Collection entries:
'''
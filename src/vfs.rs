//! Immutable virtual filesystem the fake shell serves `ls`/`cat` from.
//!
//! Grounded on `high_engagement.py`'s `FAKE_FILES` map: a fixed set of
//! planted documents designed to look worth stealing.

/// (absolute path, contents) pairs. Built once, shared by reference —
/// no runtime mutation, no locking.
const FILES: &[(&str, &str)] = &[
    (
        "/etc/passwd",
        "root:x:0:0:root:/root:/bin/bash\nadmin:x:1000:1000:Admin:/home/admin:/bin/bash\n",
    ),
    (
        "/home/admin/.env",
        "DB_USER=admin\nDB_PASS=Admin123!\nAPI_KEY=abcd-efgh-1234\n",
    ),
    (
        "/var/www/html/index.html",
        "<html><body>ACME Corp Webroot</body></html>\n",
    ),
    ("/root/notes.txt", "Backup creds: backup_user:Backup#2025\n"),
    (
        "/root/db_dump.sql",
        "-- fake db dump\nCREATE TABLE users (id INT, name TEXT);\nINSERT INTO users VALUES (1,'alice');\n",
    ),
];

/// Returns the contents of `path` if it exists in the virtual filesystem.
pub fn read(path: &str) -> Option<&'static str> {
    FILES
        .iter()
        .find(|(p, _)| *p == path)
        .map(|(_, content)| *content)
}

/// Renders an `ls`-style directory listing of every file directly or
/// transitively under `cwd`. Mirrors the reference shell: one synthetic
/// `.` entry followed by the immediate children of `cwd`, by size.
pub fn list_dir(cwd: &str) -> Vec<String> {
    let mut lines = vec!["drwxr-xr-x 3 root root 4096 Nov  1 10:01 .".to_string()];

    for (path, content) in FILES {
        if let Some(name) = child_name(path, cwd) {
            lines.push(format!(
                "-rw-r--r-- 1 root root {} Nov  1 10:01 {}",
                content.len(),
                name
            ));
        }
    }

    if lines.len() == 1 {
        lines = vec!["total 0".to_string()];
    }
    lines
}

/// If `path` is a direct child of `cwd` (no further `/`), returns its
/// basename. Directories nested deeper than one level are not listed,
/// matching the reference implementation's flat `ls`.
fn child_name<'a>(path: &'a str, cwd: &str) -> Option<&'a str> {
    let rest = path.strip_prefix(cwd)?;
    let rest = rest.trim_start_matches('/');
    if rest.is_empty() || rest.contains('/') {
        None
    } else {
        Some(rest)
    }
}

/// Resolves a (possibly relative) shell argument against `cwd` the way a
/// real shell would: absolute paths pass through, anything else is
/// joined onto `cwd`.
pub fn resolve(cwd: &str, arg: &str) -> String {
    if arg.starts_with('/') {
        arg.to_string()
    } else {
        format!("{}/{arg}", cwd.trim_end_matches('/'))
    }
}

#[cfg(test)]
mod tests {
    use super::*;

    #[test]
    fn reads_planted_passwd_file() {
        assert_eq!(read("/etc/passwd"), Some(FILES[0].1));
    }

    #[test]
    fn missing_path_is_none() {
        assert!(read("/nonexistent").is_none());
    }

    #[test]
    fn root_listing_shows_notes_and_dump_but_not_passwd() {
        let listing = list_dir("/root").join("\n");
        assert!(listing.contains("notes.txt"));
        assert!(listing.contains("db_dump.sql"));
        assert!(!listing.contains("passwd"));
    }

    #[test]
    fn etc_listing_shows_passwd() {
        let listing = list_dir("/etc").join("\n");
        assert!(listing.contains("passwd"));
    }

    #[test]
    fn resolve_keeps_absolute_paths_unchanged() {
        assert_eq!(resolve("/root", "/etc/passwd"), "/etc/passwd");
    }

    #[test]
    fn resolve_joins_relative_paths_onto_cwd() {
        assert_eq!(resolve("/root", "notes.txt"), "/root/notes.txt");
    }
}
'''
What to work on: Nothing but an exact transcription of the records is expected.

Exercise solution:
filename src/vfs.rs
//! Immutable virtual filesystem the fake shell serves `ls`/`cat` from.
//!
//! Grounded on `high_engagement.py`'s `FAKE_FILES` map: a fixed set of
//! planted documents designed to look worth stealing.

/// (absolute path, contents) pairs. Built once, shared by reference —
/// no runtime mutation, no locking.
const FILES: &[(&str, &str)] = &[
    (
        "/etc/passwd",
        "root:x:0:0:root:/root:/bin/bash\nadmin:x:1000:1000:Admin:/home/admin:/bin/bash\n",
    ),
    (
        "/home/admin/.env",
        "DB_USER=admin\nDB_PASS=Admin123!\nAPI_KEY=abcd-efgh-1234\n",
    ),
    (
        "/var/www/html/index.html",
        "<html><body>ACME Corp Webroot</body></html>\n",
    ),
    ("/root/notes.txt", "Backup creds: backup_user:Backup#2025\n"),
    (
        "/root/db_dump.sql",
        "-- fake db dump\nCREATE TABLE users (id INT, name TEXT);\nINSERT INTO users VALUES (1,'alice');\n",
    ),
];

/// Returns the contents of `path` if it exists in the virtual filesystem.
pub fn read(path: &str) -> Option<&'static str> {
    FILES
        .iter()
        .find(|(p, _)| *p == path)
        .map(|(_, content)| *content)
}

/// Renders an `ls`-style directory listing of every file directly or
/// transitively under `cwd`. Mirrors the reference shell: one synthetic
/// `.` entry followed by the immediate children of `cwd`, by size.
pub fn list_dir(cwd: &str) -> Vec<String> {
    let mut lines = vec!["drwxr-xr-x 3 root root 4096 Nov  1 10:01 .".to_string()];

    for (path, content) in FILES {
        if let Some(name) = child_name(path, cwd) {
            lines.push(format!(
                "-rw-r--r-- 1 root root {} Nov  1 10:01 {}",
                content.len(),
                name
            ));
        }
    }

    if lines.len() == 1 {
        lines = vec!["total 0".to_string()];
    }
    lines
}

/// If `path` is a direct child of `cwd` (no further `/`), returns its
/// basename. Directories nested deeper than one level are not listed,
/// matching the reference implementation's flat `ls`.
fn child_name<'a>(path: &'a str, cwd: &str) -> Option<&'a str> {
    let rest = path.strip_prefix(cwd)?;
    let rest = rest.trim_start_matches('/');
    if rest.is_empty() || rest.contains('/') {
        None
    } else {
        Some(rest)
    }
}

/// Resolves a (possibly relative) shell argument against `cwd` the way a
/// real shell would: absolute paths pass through, anything else is
/// joined onto `cwd`.
pub fn resolve(cwd: &str, arg: &str) -> String {
    if arg.starts_with('/') {
        arg.to_string()
    } else {
        format!("{}/{arg}", cwd.trim_end_matches('/'))
    }
}

#[cfg(test)]
mod tests {
    use super::*;

    #[test]
    fn reads_planted_passwd_file() {
        assert_eq!(read("/etc/passwd"), Some(FILES[0].1));
    }

    #[test]
    fn missing_path_is_none() {
        assert!(read("/nonexistent").is_none());
    }

    #[test]
    fn root_listing_shows_notes_and_dump_but_not_passwd() {
        let listing = list_dir("/root").join("\n");
        assert!(listing.contains("notes.txt"));
        assert!(listing.contains("db_dump.sql"));
        assert!(!listing.contains("passwd"));
    }

    #[test]
    fn etc_listing_shows_passwd() {
        let listing = list_dir("/etc").join("\n");
        assert!(listing.contains("passwd"));
    }

    #[test]
    fn resolve_keeps_absolute_paths_unchanged() {
        assert_eq!(resolve("/root", "/etc/passwd"), "/etc/passwd");
    }

    #[test]
    fn resolve_joins_relative_paths_onto_cwd() {
        assert_eq!(resolve("/root", "notes.txt"), "/root/notes.txt");
    }
}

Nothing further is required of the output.